The real-estate disruptor

Redfin (NASDAQ:RDFN) helps home sellers save a lot of money. The discount brokerage charges commissions that can be as much as 66% lower than the typical seller agent fee. By saving its customers thousands of dollars in selling costs, Redfin is rapidly gaining share in the $82 billion U.S. real estate brokerage industry. 

Redfin's market share of U.S. existing home sales rose to 0.94% in the fourth quarter of 2019, up from 0.81% in 2018. That helped to fuel a 22% year-over-year jump in its brokerage revenue, to $496.5 million, in 2019.

Better yet, Redfin has several businesses that are growing even faster than its core brokerage segment. Its "other revenue" segment -- which includes sales from its title and mortgage operations -- soared 78% to $17.6 million last year. Its home-buying business, meanwhile, more than quintupled in size to $240.5 million.
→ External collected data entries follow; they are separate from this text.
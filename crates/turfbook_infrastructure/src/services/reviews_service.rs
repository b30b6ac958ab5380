use async_trait::async_trait;
use futures::stream::TryStreamExt;
use mongodb::bson::{doc, Document};
use mongodb::options::FindOptions;
use serde_json::Value;

use turfbook_interface::errors::{AppError, Result};
use turfbook_interface::reviews::service::ReviewsService;
use turfbook_interface::JsonObject;

use crate::database_connection::{DatabaseConnection, DatabaseManager};
use crate::documents::{document_from_json, json_from_document};
use crate::settings::Database as DatabaseSettings;

const REVIEWS_COLLECTION: &str = "reviews";

#[derive(Clone)]
pub struct MongoReviewsService {
    database: DatabaseSettings,
}

impl MongoReviewsService {
    pub fn new(database: DatabaseSettings) -> Self {
        Self { database }
    }

    async fn connection(&self) -> Result<&'static DatabaseConnection> {
        DatabaseManager::get_connection(&self.database).await
    }
}

#[async_trait]
impl ReviewsService for MongoReviewsService {
    async fn list_reviews(&self) -> Result<Vec<Value>> {
        let collection = self
            .connection()
            .await?
            .collection::<Document>(REVIEWS_COLLECTION);

        // The sort key is whatever `timestamp` the caller stored, so the
        // order is only as trustworthy as the client input.
        let options = FindOptions::builder().sort(doc! {"timestamp": -1}).build();

        let cursor = collection
            .find(None, options)
            .await
            .map_err(|e| AppError::MongoError { msg: e.to_string() })?;

        let reviews: Vec<Document> = cursor
            .try_collect()
            .await
            .map_err(|e| AppError::MongoError { msg: e.to_string() })?;

        Ok(reviews.into_iter().map(json_from_document).collect())
    }

    async fn create_review(&self, fields: JsonObject) -> Result<Value> {
        let collection = self
            .connection()
            .await?
            .collection::<Document>(REVIEWS_COLLECTION);

        // Stored exactly as sent, no server timestamp.
        let review = document_from_json(fields)?;

        let inserted = collection
            .insert_one(review, None)
            .await
            .map_err(|e| AppError::MongoError { msg: e.to_string() })?;

        let stored = collection
            .find_one(doc! {"_id": inserted.inserted_id.clone()}, None)
            .await
            .map_err(|e| AppError::MongoError { msg: e.to_string() })?;

        stored
            .map(json_from_document)
            .ok_or_else(|| AppError::CustomError {
                msg: format!("no review found for the id: {}", inserted.inserted_id),
            })
    }
}
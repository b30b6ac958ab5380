use async_trait::async_trait;
use futures::stream::TryStreamExt;
use mongodb::bson::{doc, Bson, DateTime, Document};
use mongodb::options::FindOptions;
use serde_json::Value;

use turfbook_interface::bookings::model::BookedSlots;
use turfbook_interface::bookings::service::BookingsService;
use turfbook_interface::errors::{AppError, Result};
use turfbook_interface::JsonObject;

use crate::database_connection::{DatabaseConnection, DatabaseManager};
use crate::documents::{document_from_json, json_from_document, normalize_day};
use crate::settings::Database as DatabaseSettings;

const BOOKINGS_COLLECTION: &str = "bookings";

#[derive(Clone)]
pub struct MongoBookingsService {
    database: DatabaseSettings,
}

impl MongoBookingsService {
    pub fn new(database: DatabaseSettings) -> Self {
        Self { database }
    }

    async fn connection(&self) -> Result<&'static DatabaseConnection> {
        DatabaseManager::get_connection(&self.database).await
    }
}

#[async_trait]
impl BookingsService for MongoBookingsService {
    async fn list_bookings(&self) -> Result<Vec<Value>> {
        let collection = self
            .connection()
            .await?
            .collection::<Document>(BOOKINGS_COLLECTION);

        // Most recent date first; ties keep the store's order.
        let options = FindOptions::builder().sort(doc! {"date": -1}).build();

        let cursor = collection
            .find(None, options)
            .await
            .map_err(|e| AppError::MongoError { msg: e.to_string() })?;

        let bookings: Vec<Document> = cursor
            .try_collect()
            .await
            .map_err(|e| AppError::MongoError { msg: e.to_string() })?;

        Ok(bookings.into_iter().map(json_from_document).collect())
    }

    async fn create_booking(&self, fields: JsonObject) -> Result<Value> {
        let collection = self
            .connection()
            .await?
            .collection::<Document>(BOOKINGS_COLLECTION);

        let mut booking = document_from_json(fields)?;
        booking.insert("createdAt", Bson::DateTime(DateTime::now()));

        let inserted = collection
            .insert_one(booking, None)
            .await
            .map_err(|e| AppError::MongoError { msg: e.to_string() })?;

        // Read the booking back so the response reflects the stored form.
        let stored = collection
            .find_one(doc! {"_id": inserted.inserted_id.clone()}, None)
            .await
            .map_err(|e| AppError::MongoError { msg: e.to_string() })?;

        stored
            .map(json_from_document)
            .ok_or_else(|| AppError::CustomError {
                msg: format!("no booking found for the id: {}", inserted.inserted_id),
            })
    }

    async fn booked_slots(&self) -> Result<BookedSlots> {
        let collection = self
            .connection()
            .await?
            .collection::<Document>(BOOKINGS_COLLECTION);

        // Only the three grouping fields are fetched.
        let options = FindOptions::builder()
            .projection(doc! {"_id": 0, "groundId": 1, "date": 1, "slot": 1})
            .build();

        let cursor = collection
            .find(None, options)
            .await
            .map_err(|e| AppError::MongoError { msg: e.to_string() })?;

        let bookings: Vec<Document> = cursor
            .try_collect()
            .await
            .map_err(|e| AppError::MongoError { msg: e.to_string() })?;

        Ok(group_booked_slots(bookings))
    }
}

// Records that do not name a day, a ground, and a slot are skipped rather
// than failing the whole read: the collection accepts arbitrary documents.
fn group_booked_slots(bookings: Vec<Document>) -> BookedSlots {
    let mut booked = BookedSlots::new();

    for booking in bookings {
        let Some(day) = booking.get("date").and_then(normalize_day) else {
            continue;
        };
        let Ok(ground) = booking.get_str("groundId") else {
            continue;
        };
        let Ok(slot) = booking.get_str("slot") else {
            continue;
        };

        booked
            .entry(ground.to_string())
            .or_default()
            .entry(day)
            .or_default()
            .push(slot.to_string());
    }

    booked
}

#[cfg(test)]
mod tests {
    use super::*;

    #[test]
    fn slots_group_by_ground_and_day_in_store_order() {
        let bookings = vec![
            doc! {"groundId": "A", "date": "2024-06-01", "slot": "10-11"},
            doc! {"groundId": "A", "date": "2024-06-01", "slot": "11-12"},
        ];

        let booked = group_booked_slots(bookings);

        assert_eq!(booked.len(), 1);
        assert_eq!(
            booked["A"]["2024-06-01"],
            vec!["10-11".to_string(), "11-12".to_string()]
        );
    }

    #[test]
    fn grounds_and_days_get_their_own_entries() {
        let bookings = vec![
            doc! {"groundId": "A", "date": "2024-06-01", "slot": "10-11"},
            doc! {"groundId": "B", "date": "2024-06-01", "slot": "10-11"},
            doc! {"groundId": "A", "date": "2024-06-02", "slot": "09-10"},
        ];

        let booked = group_booked_slots(bookings);

        assert_eq!(booked["A"]["2024-06-01"], vec!["10-11".to_string()]);
        assert_eq!(booked["A"]["2024-06-02"], vec!["09-10".to_string()]);
        assert_eq!(booked["B"]["2024-06-01"], vec!["10-11".to_string()]);
    }

    #[test]
    fn offset_dates_land_on_their_utc_day() {
        let bookings = vec![doc! {
            "groundId": "A",
            "date": "2024-06-01T22:00:00-05:00",
            "slot": "10-11",
        }];

        let booked = group_booked_slots(bookings);

        assert!(booked["A"].contains_key("2024-06-02"));
    }

    #[test]
    fn malformed_records_are_skipped() {
        let bookings = vec![
            doc! {"groundId": "A", "slot": "10-11"},
            doc! {"groundId": "A", "date": "whenever", "slot": "10-11"},
            doc! {"groundId": "A", "date": "2024-06-01"},
            doc! {"groundId": 7, "date": "2024-06-01", "slot": "10-11"},
            doc! {"groundId": "A", "date": "2024-06-01", "slot": "12-13"},
        ];

        let booked = group_booked_slots(bookings);

        assert_eq!(booked["A"]["2024-06-01"], vec!["12-13".to_string()]);
    }

    #[test]
    fn no_bookings_means_an_empty_map() {
        assert!(group_booked_slots(Vec::new()).is_empty());
    }
}
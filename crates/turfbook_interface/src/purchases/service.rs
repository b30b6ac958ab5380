use std::sync::Arc;

use async_trait::async_trait;
use serde_json::Value;

use crate::errors::Result;
use crate::JsonObject;

// Purchases are write-only: there is no list endpoint for them.
#[async_trait]
pub trait PurchasesService {
    async fn create_purchase(&self, fields: JsonObject) -> Result<Value>;
}

pub type PurchasesServiceHandle = Arc<dyn PurchasesService + Send + Sync>;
Like Peloton, Redfin's $3 billion market capitalization understates its long-term market opportunity. Even after years of impressive growth, Redfin's share of the massive U.S. real estate market is only about 1%. But considering the enormous savings it provides to home sellers, there's no reason Redfin can't eventually capture a market share that's five or even 10 times larger. If it can, investors who buy Redfin's stock today could enjoy enormous gains in the years ahead.